» BRIEF: The lines from the start of the records through the one containing "pub struct ResolvedGraph" are to be transcribed exactly, and nothing else.

** Opening RECORDS FOR THE EXERCISE block **

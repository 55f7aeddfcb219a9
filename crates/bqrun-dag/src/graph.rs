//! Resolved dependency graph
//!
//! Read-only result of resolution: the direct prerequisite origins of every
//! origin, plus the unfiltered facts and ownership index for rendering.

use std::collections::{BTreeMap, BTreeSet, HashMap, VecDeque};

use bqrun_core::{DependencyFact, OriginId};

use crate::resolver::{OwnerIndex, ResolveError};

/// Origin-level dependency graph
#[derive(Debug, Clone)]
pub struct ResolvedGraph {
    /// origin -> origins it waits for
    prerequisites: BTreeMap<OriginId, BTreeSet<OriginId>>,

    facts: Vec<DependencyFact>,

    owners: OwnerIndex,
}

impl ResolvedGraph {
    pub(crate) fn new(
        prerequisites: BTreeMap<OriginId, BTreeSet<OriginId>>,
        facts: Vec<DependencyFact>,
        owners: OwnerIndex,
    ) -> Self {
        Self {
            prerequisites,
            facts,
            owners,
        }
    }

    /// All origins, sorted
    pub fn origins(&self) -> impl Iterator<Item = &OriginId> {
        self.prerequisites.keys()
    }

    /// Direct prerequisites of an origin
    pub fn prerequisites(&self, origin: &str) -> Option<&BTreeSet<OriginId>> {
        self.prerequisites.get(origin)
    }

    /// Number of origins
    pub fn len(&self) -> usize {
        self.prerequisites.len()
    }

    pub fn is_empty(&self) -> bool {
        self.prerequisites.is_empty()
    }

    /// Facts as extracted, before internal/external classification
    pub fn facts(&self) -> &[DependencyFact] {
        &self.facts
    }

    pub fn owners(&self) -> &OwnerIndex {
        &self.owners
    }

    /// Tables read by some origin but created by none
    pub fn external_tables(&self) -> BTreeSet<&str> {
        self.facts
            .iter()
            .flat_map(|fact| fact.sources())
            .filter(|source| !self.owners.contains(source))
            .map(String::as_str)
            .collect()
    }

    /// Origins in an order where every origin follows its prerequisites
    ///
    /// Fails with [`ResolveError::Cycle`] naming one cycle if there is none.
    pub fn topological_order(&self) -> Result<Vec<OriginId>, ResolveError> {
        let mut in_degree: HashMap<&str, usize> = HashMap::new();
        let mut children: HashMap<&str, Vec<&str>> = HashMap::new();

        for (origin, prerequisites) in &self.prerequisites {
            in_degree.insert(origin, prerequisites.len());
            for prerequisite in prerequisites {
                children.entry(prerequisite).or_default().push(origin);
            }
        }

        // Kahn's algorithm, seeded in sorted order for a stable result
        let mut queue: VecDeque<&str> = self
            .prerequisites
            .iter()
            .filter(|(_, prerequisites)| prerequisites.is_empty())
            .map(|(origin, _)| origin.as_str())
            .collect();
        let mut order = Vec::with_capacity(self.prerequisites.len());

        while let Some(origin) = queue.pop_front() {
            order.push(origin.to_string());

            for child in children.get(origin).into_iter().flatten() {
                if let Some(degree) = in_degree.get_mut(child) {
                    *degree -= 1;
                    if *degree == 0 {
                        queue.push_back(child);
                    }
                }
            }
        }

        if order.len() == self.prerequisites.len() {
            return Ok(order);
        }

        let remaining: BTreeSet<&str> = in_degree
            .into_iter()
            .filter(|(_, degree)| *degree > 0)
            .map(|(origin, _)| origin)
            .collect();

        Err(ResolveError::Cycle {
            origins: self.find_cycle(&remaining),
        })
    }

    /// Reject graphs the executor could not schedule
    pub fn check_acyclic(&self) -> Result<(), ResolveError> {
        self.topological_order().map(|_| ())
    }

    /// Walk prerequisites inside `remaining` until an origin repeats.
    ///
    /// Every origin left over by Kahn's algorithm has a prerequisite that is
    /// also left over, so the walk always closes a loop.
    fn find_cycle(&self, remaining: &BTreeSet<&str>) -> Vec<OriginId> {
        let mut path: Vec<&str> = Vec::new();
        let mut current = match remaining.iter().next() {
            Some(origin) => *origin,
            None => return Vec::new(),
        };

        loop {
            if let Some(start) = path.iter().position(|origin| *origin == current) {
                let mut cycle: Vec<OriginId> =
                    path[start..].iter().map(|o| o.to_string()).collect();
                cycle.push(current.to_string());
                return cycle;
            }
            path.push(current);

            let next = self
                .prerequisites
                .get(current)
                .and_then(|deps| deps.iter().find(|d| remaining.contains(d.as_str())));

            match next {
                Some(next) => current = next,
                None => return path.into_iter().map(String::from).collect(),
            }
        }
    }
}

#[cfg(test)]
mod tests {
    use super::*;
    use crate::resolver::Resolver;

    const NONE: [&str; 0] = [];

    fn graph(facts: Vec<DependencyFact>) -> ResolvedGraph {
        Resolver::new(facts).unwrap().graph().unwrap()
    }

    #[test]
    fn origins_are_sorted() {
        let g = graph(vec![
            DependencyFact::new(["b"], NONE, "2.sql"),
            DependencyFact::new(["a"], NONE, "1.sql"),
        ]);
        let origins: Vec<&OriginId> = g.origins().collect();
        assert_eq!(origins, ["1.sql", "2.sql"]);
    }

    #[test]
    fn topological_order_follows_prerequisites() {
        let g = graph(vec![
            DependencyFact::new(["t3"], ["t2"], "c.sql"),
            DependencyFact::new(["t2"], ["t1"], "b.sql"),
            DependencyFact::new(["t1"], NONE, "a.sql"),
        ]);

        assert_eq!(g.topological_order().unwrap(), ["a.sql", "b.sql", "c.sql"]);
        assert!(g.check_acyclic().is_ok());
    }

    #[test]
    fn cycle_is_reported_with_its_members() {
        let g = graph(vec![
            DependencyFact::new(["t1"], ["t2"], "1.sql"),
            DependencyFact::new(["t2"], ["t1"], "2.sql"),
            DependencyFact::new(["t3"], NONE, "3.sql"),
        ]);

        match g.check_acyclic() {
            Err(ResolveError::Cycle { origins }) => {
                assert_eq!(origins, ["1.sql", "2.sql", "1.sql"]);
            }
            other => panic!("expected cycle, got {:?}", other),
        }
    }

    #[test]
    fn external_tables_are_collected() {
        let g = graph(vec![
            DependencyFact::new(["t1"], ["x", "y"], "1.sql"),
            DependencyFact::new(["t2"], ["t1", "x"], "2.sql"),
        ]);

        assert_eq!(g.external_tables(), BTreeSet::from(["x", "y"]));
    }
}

** Closing RECORDS FOR THE EXERCISE block **

» EXPECTED ANSWER:
repository 55f7aeddfcb219a9
filename crates/bqrun-dag/src/graph.rs
//! Resolved dependency graph
//!
//! Read-only result of resolution: the direct prerequisite origins of every
//! origin, plus the unfiltered facts and ownership index for rendering.

use std::collections::{BTreeMap, BTreeSet, HashMap, VecDeque};

use bqrun_core::{DependencyFact, OriginId};

use crate::resolver::{OwnerIndex, ResolveError};

/// Origin-level dependency graph
#[derive(Debug, Clone)]
pub struct ResolvedGraph {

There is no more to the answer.